▶ **Task inputs**:
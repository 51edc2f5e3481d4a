//! Lattice Boltzmann shallow water solver on a D2Q9 lattice.
//!
//! A [`Simulation`] owns the solver state and advances it one tick at a time, either
//! on the calling thread ([`Simulation::step`]) or on the rayon pool
//! ([`Simulation::begin_tick`] / [`Simulation::complete_tick`]). Every completed tick
//! publishes a [`Snapshot`] of heights, velocities and the solid mask.

pub mod config;
pub mod error;
pub mod lattice;
pub mod linear_algebra;
pub mod node;
pub mod object;
pub mod sampling;
pub mod simulation;
pub mod snapshot;
pub mod swe;
pub mod wasm;

pub use config::{BoundaryScheme, Config};
pub use error::{BufferError, ConfigError, SimulationError};
pub use lattice::Lattice;
pub use simulation::Simulation;
pub use snapshot::Snapshot;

▶ **Task to carry out**: Look above for the line containing "pub mod linear_algebra;" and the line containing "pub use lattice::Lattice;". Transcribe both, with the lines between them, exactly.

▶ **Answer to this problem**:
pub mod linear_algebra;
pub mod node;
pub mod object;
pub mod sampling;
pub mod simulation;
pub mod snapshot;
pub mod swe;
pub mod wasm;

pub use config::{BoundaryScheme, Config};
pub use error::{BufferError, ConfigError, SimulationError};
pub use lattice::Lattice;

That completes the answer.